The app has an Automatic feature which will select the fastest server for you. But the lack of search box or favorites system to quickly find previously used connections is a shame. A small console displays your default location and a big On/Off button can be used to connect and disconnect manually as needed, with icons clearly showing if you’re connected or not.
Unusually, the Windows client’s kill switch can’t be turned on or off. It’s not regular, but it makes sense. If you have a VPN running why would you want to disable a feature that blocks unprotected internet traffic?
The presence of WireGuard and the VPN’s basic design made it difficult to test the kill switch using our regular technical methods – which, really, was a problem for us to solve and no bad thing on Mozilla’s part. However, experimenting with some new techniques, we did discover that occasionally when the Mozilla VPN Broker service failed and connection dropped out, we were only notified through a message on the client interface.
If you weren’t able to see the interface, you wouldn’t know about the risks. That aside, though, the client worked extremely well almost all of the time thanks to its basic design, which mitigates any major issues. On top of this, the connection itself is managed by another Windows client for enhanced reliability.
The interface of the Android app is almost identical to that of the desktop client. This was a well-thought-out design choice that not all VPN providers make, and the consequence is that although it’s still relatively new, there don’t seem to be any lingering functionality issues that can often crop up in mobile versions of VPNs.
The lack of a notifications on Android is a little frustrating as you don’t get an alert if connected to a new network – something mobiles likely do a lot. There’s also a lack of kill switch here, but of course you can just use Android’s built-in kill switch.

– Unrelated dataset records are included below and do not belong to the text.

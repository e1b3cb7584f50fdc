use kyverno_admission_k8s_api::{
    self as k8s,
    policy::{FailurePolicy, PolicySpec, ValidationFailureAction},
    ResourceExt,
};
use std::{fmt, sync::Arc};

/// A policy of either scope, exposing the capabilities the admission pipeline
/// relies on regardless of where the policy is defined.
#[derive(Clone, Debug)]
pub enum Policy {
    ClusterScoped(Arc<k8s::ClusterPolicy>),
    NamespaceScoped(Arc<k8s::Policy>),
}

/// Index categories a policy may be filed under.
#[derive(Copy, Clone, Debug, PartialEq, Eq, Hash, PartialOrd, Ord)]
pub enum PolicyType {
    ValidateEnforce,
    ValidateAudit,
    Mutate,
    Generate,
    VerifyImagesMutate,
    VerifyImagesValidate,
}

// === impl Policy ===

impl Policy {
    pub fn name(&self) -> String {
        match self {
            Self::ClusterScoped(p) => p.name_any(),
            Self::NamespaceScoped(p) => p.name_any(),
        }
    }

    /// The policy's namespace; `None` for cluster-scoped policies.
    pub fn namespace(&self) -> Option<String> {
        match self {
            Self::ClusterScoped(_) => None,
            Self::NamespaceScoped(p) => p.namespace(),
        }
    }

    pub fn kind(&self) -> &'static str {
        match self {
            Self::ClusterScoped(_) => "ClusterPolicy",
            Self::NamespaceScoped(_) => "Policy",
        }
    }

    pub fn spec(&self) -> &PolicySpec {
        match self {
            Self::ClusterScoped(p) => &p.spec.inner,
            Self::NamespaceScoped(p) => &p.spec.inner,
        }
    }

    pub fn has_mutate(&self) -> bool {
        self.spec().has_mutate()
    }

    pub fn has_validate(&self) -> bool {
        self.spec().has_validate()
    }

    pub fn has_verify_image_checks(&self) -> bool {
        self.spec().has_verify_image_checks()
    }

    pub fn failure_policy(&self) -> FailurePolicy {
        self.spec().failure_policy()
    }

    pub fn validation_failure_action(&self) -> ValidationFailureAction {
        self.spec().validation_failure_action()
    }

    /// The categories this policy is indexed under.
    pub fn types(&self) -> Vec<PolicyType> {
        let spec = self.spec();
        let mut types = Vec::new();
        if spec.has_mutate() {
            types.push(PolicyType::Mutate);
        }
        if spec.has_validate() {
            types.push(if spec.validation_failure_action().is_enforce() {
                PolicyType::ValidateEnforce
            } else {
                PolicyType::ValidateAudit
            });
        }
        if spec.has_generate() {
            types.push(PolicyType::Generate);
        }
        if spec.has_verify_images() {
            types.push(PolicyType::VerifyImagesMutate);
        }
        if spec.has_verify_image_checks() {
            types.push(PolicyType::VerifyImagesValidate);
        }
        types
    }
}

impl From<k8s::ClusterPolicy> for Policy {
    fn from(policy: k8s::ClusterPolicy) -> Self {
        Self::ClusterScoped(Arc::new(policy))
    }
}

impl From<k8s::Policy> for Policy {
    fn from(policy: k8s::Policy) -> Self {
        Self::NamespaceScoped(Arc::new(policy))
    }
}

impl fmt::Display for Policy {
    fn fmt(&self, f: &mut fmt::Formatter<'_>) -> fmt::Result {
        match self.namespace() {
            Some(ns) => write!(f, "{}/{}", ns, self.name()),
            None => self.name().fmt(f),
        }
    }
}

impl fmt::Display for PolicyType {
    fn fmt(&self, f: &mut fmt::Formatter<'_>) -> fmt::Result {
        match self {
            Self::ValidateEnforce => "ValidateEnforce".fmt(f),
            Self::ValidateAudit => "ValidateAudit".fmt(f),
            Self::Mutate => "Mutate".fmt(f),
            Self::Generate => "Generate".fmt(f),
            Self::VerifyImagesMutate => "VerifyImagesMutate".fmt(f),
            Self::VerifyImagesValidate => "VerifyImagesValidate".fmt(f),
        }
    }
}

The iOS app is even more basic, with no split tunnelling, no custom DNS setting and no ability to enable access to devices on your local network. On the plus side you can raise notifications for server switches and there is IPv6 support. Just expect it all to be very basic.
How good is Mozilla VPN for streaming?
The main selling points for Mozilla VPN are security and privacy, and the service is marketed like that, so it might not be that much of a surprise that its unblocking capabilities are poor. In our review and testing, Mozilla VPN failed to grant us access to any of the popular streaming services – Netflix, Disney+, Amazon Prime Video, and BBC iPlayer.
So, if you’re looking for a good streaming VPN, look elsewhere. However, Mozilla VPN is still relatively new when compared to most competitors, and this part of the service may get more development in the future.
How fast is Mozilla VPN?
Mozilla VPN’s speed testing was a joy to see. Using the WireGuard protocol we got some amazing speeds, during our multiple tests.
For the UK, the service reaches up to 520Mbps, while in the US it’s even better, reaching speeds of up to 860Mbps, which makes Mozilla VPN one of the best fast VPN services out there, with only a few providing better performance.
Mozilla VPN is a privacy-focused service from a well-known brand in that circle, so it’s already worth a look for privacy-conscious users, especially when you add the Cure53 audit in the mix. In addition to that, it’s easy to use and the performance was amazing, one of the best in fact.
All is not great though. Its inability to unblock any of the popular streaming services will likely put off many users. Furthermore, the apps are rather basic and bland, missing some of the features, especially advanced ones, when compared to some other big-name VPNs. Mozilla VPN still has a way to go to catch up with the big names but it’s still a solid VPN, especially if privacy is your main priority.